IEEE Trans Med Imaging. 2018 Dec;37(12):2572-2581. doi: 10.1109/TMI.2018.2842767. Epub 2018 Jun 1.
To realize the full potential of deep learning for medical imaging, large annotated datasets are required for training. Such datasets are difficult to acquire due to privacy issues, lack of experts available for annotation, underrepresentation of rare conditions, and poor standardization. The lack of annotated data has been addressed in conventional vision applications using synthetic images refined via unsupervised adversarial training to look like real images. However, this approach is difficult to extend to general medical imaging because of the complex and diverse set of features found in real human tissues. We propose a novel framework that uses a reverse flow, where adversarial training is used to make real medical images more like synthetic images, and clinically-relevant features are preserved via self-regularization. These domain-adapted synthetic-like images can then be accurately interpreted by networks trained on large datasets of synthetic medical images. We implement this approach on the notoriously difficult task of depth-estimation from monocular endoscopy which has a variety of applications in colonoscopy, robotic surgery, and invasive endoscopic procedures. We train a depth estimator on a large data set of synthetic images generated using an accurate forward model of an endoscope and an anatomically-realistic colon. Our analysis demonstrates that the structural similarity of endoscopy depth estimation in a real pig colon predicted from a network trained solely on synthetic data improved by 78.7% by using reverse domain adaptation.

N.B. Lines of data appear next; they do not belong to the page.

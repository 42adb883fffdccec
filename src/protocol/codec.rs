//! Message Codec
//!
//! Self-describing JSON datagrams. Every message carries a `kind` tag;
//! anything that does not decode to a known kind is rejected, never
//! guessed at.

use super::message::Message;
use crate::error::{Error, Result};
use bytes::Bytes;

/// Largest datagram a node sends or reads
pub const MAX_DATAGRAM_SIZE: usize = 1024;

/// Stateless encoder/decoder for [`Message`]
#[derive(Debug, Clone, Copy, Default)]
pub struct MessageCodec;

impl MessageCodec {
    /// Encode a message into a single datagram payload
    pub fn encode(message: &Message) -> Result<Bytes> {
        let payload = serde_json::to_vec(message)
            .map_err(|e| Error::Internal(format!("Failed to encode {}: {}", message.kind(), e)))?;

        if payload.len() > MAX_DATAGRAM_SIZE {
            return Err(Error::MessageTooLarge {
                size: payload.len(),
                limit: MAX_DATAGRAM_SIZE,
            });
        }

        Ok(Bytes::from(payload))
    }

    /// Decode a datagram payload; never panics on hostile input
    pub fn decode(payload: &[u8]) -> Result<Message> {
        if payload.is_empty() {
            return Err(Error::MalformedMessage("empty datagram".to_string()));
        }
        if payload.len() > MAX_DATAGRAM_SIZE {
            return Err(Error::MalformedMessage(format!(
                "datagram of {} bytes exceeds {} byte limit",
                payload.len(),
                MAX_DATAGRAM_SIZE
            )));
        }

        serde_json::from_slice(payload).map_err(|e| Error::MalformedMessage(e.to_string()))
    }
}

#[cfg(test)]
mod tests {
    use super::*;
    use crate::protocol::{ChildKind, QueryOutcome};
    use assert_matches::assert_matches;

    #[test]
    fn test_wire_form_is_tagged() {
        let bytes = MessageCodec::encode(&Message::register(ChildKind::Subdomain, "com")).unwrap();
        let value: serde_json::Value = serde_json::from_slice(&bytes).unwrap();

        assert_eq!(value["kind"], "REGISTER");
        assert_eq!(value["childKind"], "SUBDOMAIN");
        assert_eq!(value["name"], "com");
    }

    #[test]
    fn test_decode_query_result() {
        let raw = br#"{"kind":"QUERY_RESULT","outcome":{"type":"REFER","endpoint":"127.0.0.1:53017"}}"#;
        let message = MessageCodec::decode(raw).unwrap();

        assert_eq!(
            message,
            Message::from(QueryOutcome::Refer("127.0.0.1:53017".parse().unwrap()))
        );

        let raw = br#"{"kind":"QUERY_RESULT","outcome":{"type":"NOT_FOUND"}}"#;
        assert_eq!(
            MessageCodec::decode(raw).unwrap(),
            Message::from(QueryOutcome::NotFound)
        );
    }

    #[test]
    fn test_register_result_error_text_is_optional() {
        let ok = MessageCodec::encode(&Message::registered()).unwrap();
        assert!(!String::from_utf8_lossy(&ok).contains("errorText"));

        let raw = br#"{"kind":"REGISTER_RESULT","success":false,"errorText":"name already registered"}"#;
        assert_matches!(
            MessageCodec::decode(raw).unwrap(),
            Message::RegisterResult { success: false, error_text: Some(text) } if text == "name already registered"
        );
    }

    #[test]
    fn test_decode_fails_closed() {
        assert_matches!(MessageCodec::decode(b""), Err(Error::MalformedMessage(_)));
        assert_matches!(
            MessageCodec::decode(br#"{"kind":"REGISTER","childKind":"HO"#),
            Err(Error::MalformedMessage(_))
        );
        assert_matches!(
            MessageCodec::decode(br#"{"kind":"EXPLODE","name":"x"}"#),
            Err(Error::MalformedMessage(_))
        );
        assert_matches!(
            MessageCodec::decode(br#"{"kind":"QUERY"}"#),
            Err(Error::MalformedMessage(_))
        );
        assert_matches!(
            MessageCodec::decode(&[0xff, 0xfe, 0x00, 0x81]),
            Err(Error::MalformedMessage(_))
        );
        assert_matches!(
            MessageCodec::decode(&[b' '; MAX_DATAGRAM_SIZE + 1]),
            Err(Error::MalformedMessage(_))
        );
    }

    #[test]
    fn test_encode_rejects_oversized_payload() {
        let huge = Message::query("a".repeat(MAX_DATAGRAM_SIZE));
        assert_matches!(
            MessageCodec::encode(&huge),
            Err(Error::MessageTooLarge { limit: MAX_DATAGRAM_SIZE, .. })
        );
    }
}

为了充分发挥深度学习在医学成像中的潜力,需要有大量标注的数据集来进行训练。由于隐私问题、缺乏可用于标注的专家、罕见情况的代表性不足以及标准化程度较差,此类数据集很难获取。在传统的视觉应用中,已经通过无监督对抗训练来解决缺乏标注数据的问题,这种方法可以对合成图像进行细化,使其看起来像真实图像。然而,由于真实人体组织中存在复杂多样的特征,这种方法很难扩展到一般的医学成像中。我们提出了一种新颖的框架,该框架使用反向流,通过对抗训练使真实医学图像更像合成图像,并通过自正则化保留临床相关特征。然后,可以通过在大量合成医学图像数据集上训练的网络准确地解释这些适应域的类似合成图像。我们在从单目内窥镜进行深度估计这一具有挑战性的任务上实现了这种方法,该任务在结肠镜检查、机器人手术和有创内窥镜手术中有多种应用。我们使用内窥镜的精确正向模型和解剖逼真的结肠生成了大量合成图像数据集,并在该数据集上训练了一个深度估计器。我们的分析表明,通过使用反向域自适应,仅从合成数据训练的网络预测真实猪结肠内窥镜深度估计的结构相似性提高了 78.7%。